Probabilistic soft logic (psl,probabilistic soft logic) universal (can handle Chinese) version

Source: Internet
Author: User
Tags postgresql
First, Introduction

Probabilistic soft logic (psl,probabilistic soft logic) is a machine learning framework for developing probabilistic models, developed by the Statistical Relations Learning Group Linqs of the University of California, Santa Cruz and the University of Maryland. At present, its complex environment construction mode and groovy language expression to the same as the author of Beginners bring great difficulty, and many of the dependencies often make the originally built model small errors frequently.

After an effort, the author builds it into a single jar package and adds a coding mechanism that enables it to support data in a variety of languages. There are three main contributions:

1. Package PSL's original complex dependencies into a single jar package, and join the dependencies to get started.

2. Fully convert the less familiar groovy language model constructs into. Java support, and you can build your model with just one. java file.

3. Add the coding mechanism so that PSL can easily handle data in languages other than English.

Link: pan.baidu.com/s/1pybpnoppvk4jmsmw7rm_7a Password: g1cx
There are three files in the link folder:
Psl_swust1.0.jar modified PSL Model
Simpleacquaintances.zip version of the PSL official example (does not contain weight learning and functions)
Entity_resolution.zip version of the PSL official example (includes weight learning and functions)

When using, please add Psl_swust1.0.jar to the Java Project dependency, import the sample project also need to Psl_swust.jar the project Lib folder to join the dependency.

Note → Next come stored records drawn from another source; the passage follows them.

use serde::{Deserialize, Serialize};
use thiserror::Error;

use crate::amount::AmountError;
use crate::wallet::ProviderError;

/// Machine-readable error kind carried across the message channel next to the
/// human-readable error string.
#[derive(Debug, Clone, Copy, PartialEq, Eq, Hash, Serialize, Deserialize)]
#[serde(rename_all = "SCREAMING_SNAKE_CASE")]
pub enum ErrorCode {
    Unavailable,
    NotConnected,
    UserRejected,
    WrongNetwork,
    InsufficientBalance,
    InsufficientGas,
    ApprovalFailed,
    ApprovalTimeout,
    TransferFailed,
    TransferTimeout,
    ContractCallError,
    BridgeTimeout,
    NoActiveTab,
    InjectionFailed,
    UnsupportedToken,
    UnknownNetwork,
    InvalidAmount,
    InvalidRequest,
    ProviderError,
}

#[derive(Debug, Clone, PartialEq, Error)]
pub enum BridgeError {
    #[error("No wallet provider detected. Please install MetaMask.")]
    Unavailable,

    #[error("{0}")]
    NotConnected(String),

    #[error("User rejected the request: {0}")]
    UserRejected(String),

    #[error("Wrong network: wallet is on chain {actual}, payment requires {expected_name} (chain {expected}). Switch networks and try again.")]
    WrongNetwork {
        expected: u64,
        expected_name: String,
        actual: u64,
    },

    #[error("Insufficient {symbol} balance. You have {available} {symbol} but need {required} {symbol}")]
    InsufficientBalance {
        symbol: String,
        available: String,
        required: String,
    },

    #[error("Insufficient funds for gas fees. {0}")]
    InsufficientGas(String),

    #[error("Token approval failed: {0}")]
    ApprovalFailed(String),

    #[error("Token approval {tx_hash} was not confirmed in time; it may still be pending")]
    ApprovalTimeout { tx_hash: String },

    #[error("Payment transfer failed: {0}")]
    TransferFailed(String),

    #[error("Payment transfer {tx_hash} was not confirmed in time; it may still be pending")]
    TransferTimeout { tx_hash: String },

    #[error("Contract call failed: {0}")]
    ContractCall(String),

    #[error("Wallet operation {action} timed out after {after_ms}ms")]
    BridgeTimeout { action: String, after_ms: u64 },

    #[error("No active tab available")]
    NoActiveTab,

    #[error("Could not reach the wallet bridge: {0}")]
    InjectionFailed(String),

    #[error("Token {symbol} not supported on network {chain_id}")]
    UnsupportedToken { symbol: String, chain_id: u64 },

    #[error("Network {0} is not configured")]
    UnknownNetwork(u64),

    #[error("Invalid amount: {0}")]
    InvalidAmount(String),

    #[error("Invalid request: {0}")]
    InvalidRequest(String),

    #[error("Wallet provider error {code}: {message}")]
    Provider { code: i64, message: String },

    /// An error that crossed the message channel and was rebuilt from its
    /// wire form.
    #[error("{message}")]
    Remote { code: ErrorCode, message: String },
}

impl BridgeError {
    pub fn code(&self) -> ErrorCode {
        match self {
            BridgeError::Unavailable => ErrorCode::Unavailable,
            BridgeError::NotConnected(_) => ErrorCode::NotConnected,
            BridgeError::UserRejected(_) => ErrorCode::UserRejected,
            BridgeError::WrongNetwork { .. } => ErrorCode::WrongNetwork,
            BridgeError::InsufficientBalance { .. } => ErrorCode::InsufficientBalance,
            BridgeError::InsufficientGas(_) => ErrorCode::InsufficientGas,
            BridgeError::ApprovalFailed(_) => ErrorCode::ApprovalFailed,
            BridgeError::ApprovalTimeout { .. } => ErrorCode::ApprovalTimeout,
            BridgeError::TransferFailed(_) => ErrorCode::TransferFailed,
            BridgeError::TransferTimeout { .. } => ErrorCode::TransferTimeout,
            BridgeError::ContractCall(_) => ErrorCode::ContractCallError,
            BridgeError::BridgeTimeout { .. } => ErrorCode::BridgeTimeout,
            BridgeError::NoActiveTab => ErrorCode::NoActiveTab,
            BridgeError::InjectionFailed(_) => ErrorCode::InjectionFailed,
            BridgeError::UnsupportedToken { .. } => ErrorCode::UnsupportedToken,
            BridgeError::UnknownNetwork(_) => ErrorCode::UnknownNetwork,
            BridgeError::InvalidAmount(_) => ErrorCode::InvalidAmount,
            BridgeError::InvalidRequest(_) => ErrorCode::InvalidRequest,
            BridgeError::Provider { .. } => ErrorCode::ProviderError,
            BridgeError::Remote { code, .. } => *code,
        }
    }

    /// Timeouts on-chain don't mean the transaction failed, only that we
    /// stopped watching it.
    pub fn is_pending(&self) -> bool {
        matches!(
            self.code(),
            ErrorCode::ApprovalTimeout | ErrorCode::TransferTimeout
        )
    }

    pub fn from_wire(code: Option<ErrorCode>, message: impl Into<String>) -> Self {
        BridgeError::Remote {
            code: code.unwrap_or(ErrorCode::ProviderError),
            message: message.into(),
        }
    }
}

impl From<ProviderError> for BridgeError {
    fn from(err: ProviderError) -> Self {
        if err.is_user_rejection() {
            return BridgeError::UserRejected(err.message);
        }
        if err.message.to_lowercase().contains("insufficient funds") {
            return BridgeError::InsufficientGas(
                "Please add more native currency to your wallet.".to_string(),
            );
        }
        BridgeError::Provider {
            code: err.code,
            message: err.message,
        }
    }
}

impl From<AmountError> for BridgeError {
    fn from(err: AmountError) -> Self {
        BridgeError::InvalidAmount(err.to_string())
    }
}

Ii. Examples and explanations

The Simpleacquaintances.java of Simpleacquaintances is described as an example.

1. Configuration Items
1 /*2 * ====== "configuration item" ======3          */4Tool tool =NewTool ();5 DataStore DataStore;6hashmap<string, partition> partitions =NewHashmap<string, partition>();7String Path = Tool.getpath (Newsimpleacquaintances (). GetClass ())8+ "/.. /data/";//simpleacquaintances Change to current class name9string[] paths =tool.getfiles (path);TenPslmodel PSL =NewPslmodel (Paths, "H2");//H2 changed to PostgreSQL when the PostgreSQL database is installed OneDatastore =Psl.getdatastore (); APsl.transcoding =false;//whether to encode the data (this value only determines whether the data is encoded, and the predicate is encoded by default)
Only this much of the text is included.